Luis Portela: Há certas áreas que às vezes não se sabe bem porquê, mas que há alguma dificuldade em serem desenvolvidas, criam-se determinado tipo de ideias, mitos e depois é difícil ultrapassar. As primeiras pessoas que defenderam que a Terra é redonda tiveram a vida muito complicada por causa disso. Temos muitos casos da evolução da Ciência ao longo dos séculos em que se percebe que as coisas são difíceis e esta área é assim. Mas também o que constato é que, ao longo das últimas décadas, tem havido uma relativa evolução. Deixe-me dar-lhe 2 ou 3 exemplos: a hipnose, a telepatia, ou seja, a transmissão de pensamento, ou a acupunctura, eram questões algo mal vistas há muitos anos atrás e hoje são métodos utilizados sem más conotações e um pouco por todo o mundo. Parece-me que devagar o Ocidente se vai abrindo a todas estas práticas.
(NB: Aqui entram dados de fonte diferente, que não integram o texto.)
//! # Decoder Builder
//!
//! [`build_unet`] attaches a decoder to an encoder. Skip references are resolved
//! against the encoder's layer graph, and every decoder stage is checked to work at
//! the same resolution as the skip feature it consumes.

use backbones::{BackboneEncoder, Encoder, LayerGraph};
use burn::{
    module::Ignored,
    nn::{conv::Conv2dConfig, PaddingConfig2d},
    prelude::*,
};
use log::debug;

use super::{blocks::DecoderBlockConfig, Unet};
use crate::{
    config::{Activation, DecoderBlockType, LayerRef, UPSAMPLE_RATES},
    error::{UnetError, UnetResult},
};

/// Configuration of the decoder attached by [`build_unet`].
#[derive(Config, Debug)]
pub struct DecoderConfig {
    /// Number of output classes.
    pub classes: usize,
    /// Encoder layers feeding the decoder stages, deepest first.
    pub skip_layers: Vec<LayerRef>,
    /// Convolution filters of each decoder stage.
    #[config(default = "vec![256, 128, 64, 32, 16]")]
    pub decoder_filters: Vec<usize>,
    #[config(default = "DecoderBlockType::Upsampling")]
    pub block_type: DecoderBlockType,
    #[config(default = "Activation::Sigmoid")]
    pub activation: Activation,
    /// Number of decoder stages; taken from the first entries of the filters and rates.
    #[config(default = "5")]
    pub n_upsample_blocks: usize,
    #[config(default = "UPSAMPLE_RATES.to_vec()")]
    pub upsample_rates: Vec<usize>,
    #[config(default = "true")]
    pub use_batchnorm: bool,
}

impl DecoderConfig {
    fn validate(&self) -> UnetResult<()> {
        let invalid = |reason: String| Err(UnetError::InvalidConfiguration { reason });

        if self.classes == 0 {
            return invalid("classes must be positive".to_string());
        }
        if self.n_upsample_blocks == 0 {
            return invalid("at least one decoder block is required".to_string());
        }
        if self.n_upsample_blocks > self.decoder_filters.len() {
            return invalid(format!(
                "{} decoder blocks requested but only {} filters given",
                self.n_upsample_blocks,
                self.decoder_filters.len()
            ));
        }
        if self.n_upsample_blocks > self.upsample_rates.len() {
            return invalid(format!(
                "{} decoder blocks requested but only {} upsample rates given",
                self.n_upsample_blocks,
                self.upsample_rates.len()
            ));
        }
        if self.skip_layers.len() > self.n_upsample_blocks {
            return invalid(format!(
                "{} skip connections given for {} decoder blocks",
                self.skip_layers.len(),
                self.n_upsample_blocks
            ));
        }
        if self.decoder_filters[..self.n_upsample_blocks].contains(&0) {
            return invalid("decoder_filters must be positive".to_string());
        }
        for &rate in &self.upsample_rates[..self.n_upsample_blocks] {
            if rate == 0 {
                return invalid("upsample rates must be positive".to_string());
            }
            if self.block_type == DecoderBlockType::Transpose && rate % 2 != 0 {
                return invalid(format!(
                    "transpose decoder blocks need even upsample rates, got {rate}"
                ));
            }
        }
        Ok(())
    }
}

/// Resolves a layer reference to its position in `graph`.
pub fn resolve_layer(graph: &LayerGraph, layer: &LayerRef) -> UnetResult<usize> {
    match layer {
        LayerRef::Name(name) => graph
            .position(name)
            .ok_or_else(|| UnetError::LayerNotFound {
                layer: name.clone(),
            }),
        LayerRef::Index(index) if *index < graph.len() => Ok(*index),
        LayerRef::Index(index) => Err(UnetError::LayerIndexOutOfRange {
            index: *index,
            len: graph.len(),
        }),
    }
}

/// Builds a U-Net from an encoder and a decoder configuration.
///
/// The decoder starts from the encoder output. Stage `i` upsamples by
/// `upsample_rates[i]`, concatenates the activation of `skip_layers[i]` when there is
/// one, and produces `decoder_filters[i]` channels. A final 3x3 convolution maps the
/// last stage to `classes` channels, followed by `activation`.
///
/// # Errors
///
/// - [`UnetError::LayerNotFound`] / [`UnetError::LayerIndexOutOfRange`] for skip
///   references missing from the encoder
/// - [`UnetError::SkipResolutionMismatch`] when a skip layer does not match the
///   resolution of its stage
/// - [`UnetError::InvalidConfiguration`] for inconsistent decoder settings
pub fn build_unet<B: Backend>(
    encoder: BackboneEncoder<B>,
    config: &DecoderConfig,
    device: &Device<B>,
) -> UnetResult<Unet<B>> {
    config.validate()?;

    let graph = encoder.layer_graph();
    let skip_indices = config
        .skip_layers
        .iter()
        .map(|layer| resolve_layer(graph, layer))
        .collect::<UnetResult<Vec<_>>>()?;

    let mut channels = encoder.output_channels();
    let mut reduction = encoder.reduction();
    let mut blocks = Vec::with_capacity(config.n_upsample_blocks);

    for stage in 0..config.n_upsample_blocks {
        let rate = config.upsample_rates[stage];
        if reduction % rate != 0 {
            return Err(UnetError::InvalidConfiguration {
                reason: format!(
                    "decoder stage {stage} cannot upsample /{reduction} by {rate}"
                ),
            });
        }
        reduction /= rate;

        let skip_channels = match skip_indices.get(stage) {
            Some(&index) => {
                let info = graph.get(index).ok_or(UnetError::LayerIndexOutOfRange {
                    index,
                    len: graph.len(),
                })?;
                if info.reduction != reduction {
                    return Err(UnetError::SkipResolutionMismatch {
                        layer: info.name.clone(),
                        stage,
                        expected: reduction,
                        actual: info.reduction,
                    });
                }
                debug!(
                    "Decoder stage {stage}: skip {} ({} channels, /{reduction})",
                    info.name, info.channels
                );
                info.channels
            }
            None => 0,
        };

        let filters = config.decoder_filters[stage];
        blocks.push(
            DecoderBlockConfig::new(channels, filters)
                .with_skip_channels(skip_channels)
                .with_rate(rate)
                .with_use_batchnorm(config.use_batchnorm)
                .with_block_type(config.block_type.clone())
                .init(device),
        );
        channels = filters;
    }

    let final_conv = Conv2dConfig::new([channels, config.classes], [3, 3])
        .with_padding(PaddingConfig2d::Explicit(1, 1))
        .init(device);

    Ok(Unet {
        encoder,
        blocks,
        final_conv,
        activation: Ignored(config.activation.clone()),
        skip_indices: Ignored(skip_indices),
        output_reduction: Ignored(reduction),
        name: Ignored(String::new()),
    })
}
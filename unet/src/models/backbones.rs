//! # Backbone Provider
//!
//! Builds the encoder named by a backbone identifier and applies its weights.

use backbones::{create_backbone, BackboneEncoder, BackboneKind};
use burn::prelude::*;
use log::debug;

use crate::{config::EncoderWeights, error::UnetResult, weights::apply_encoder_weights};

/// Constructs the encoder for `name`.
///
/// # Errors
///
/// - [`crate::UnetError::UnknownBackbone`] if the name does not denote a known architecture
/// - [`crate::UnetError::UnsupportedBackbone`] for listed architectures without an encoder
/// - [`crate::UnetError::WeightLoadingFailed`] if the weights cannot be applied
pub fn get_backbone<B: Backend>(
    name: &str,
    input_channels: usize,
    weights: &EncoderWeights,
    device: &Device<B>,
) -> UnetResult<BackboneEncoder<B>> {
    let kind: BackboneKind = name.parse()?;
    let encoder = create_backbone(kind, input_channels, device)?;
    debug!("Built {kind} encoder with {input_channels} input channels");

    apply_encoder_weights(encoder, name, weights, device)
}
“Aquém e Além do Cérebro” é um simpósio que se realiza de 2 em 2 anos, em que reunimos bolseiros e pessoas conceituadas das Neurociências e da Parapsicologia. Fomos percebendo que nos primeiros anos, há mais de 20 anos, estas duas partes não conviviam sequer. Com o tempo a relação foi mudando e hoje há muitas situações em que estes especialistas desenham projetos conjuntos e esta é a verdadeira maneira de se fazer Ciência. Por tudo isto digo que a Ciência não tem mais o direito de negar as coisas, devem arregaçar as mangas e ir à procura da verdade, esclarecendo a Humanidade.

Está bem, mas então o que é que responde quando lhe dizem que estes temas não são para a Ciência estudar porque não dão prova?
Luis Portela: Preferia que essas pessoas, em vez dessas afirmações categóricas, fossem para o laboratório e demonstrassem por que razão estas áreas não existem. Dizem muito, “mas isso não está cientificamente comprado” e eu respondo sempre, “mas também não está cientificamente comprovado o contrário”. O que me parece sério é que, sob o rigor do método científico, se mostre a verdade e a mentira.
Acredita que será ainda no seu tempo que vai ver comprovadas algumas das suas convicções pessoais?
Luis Portela: Eu gostava muito, mas não sei… Não sei se será no meu tempo.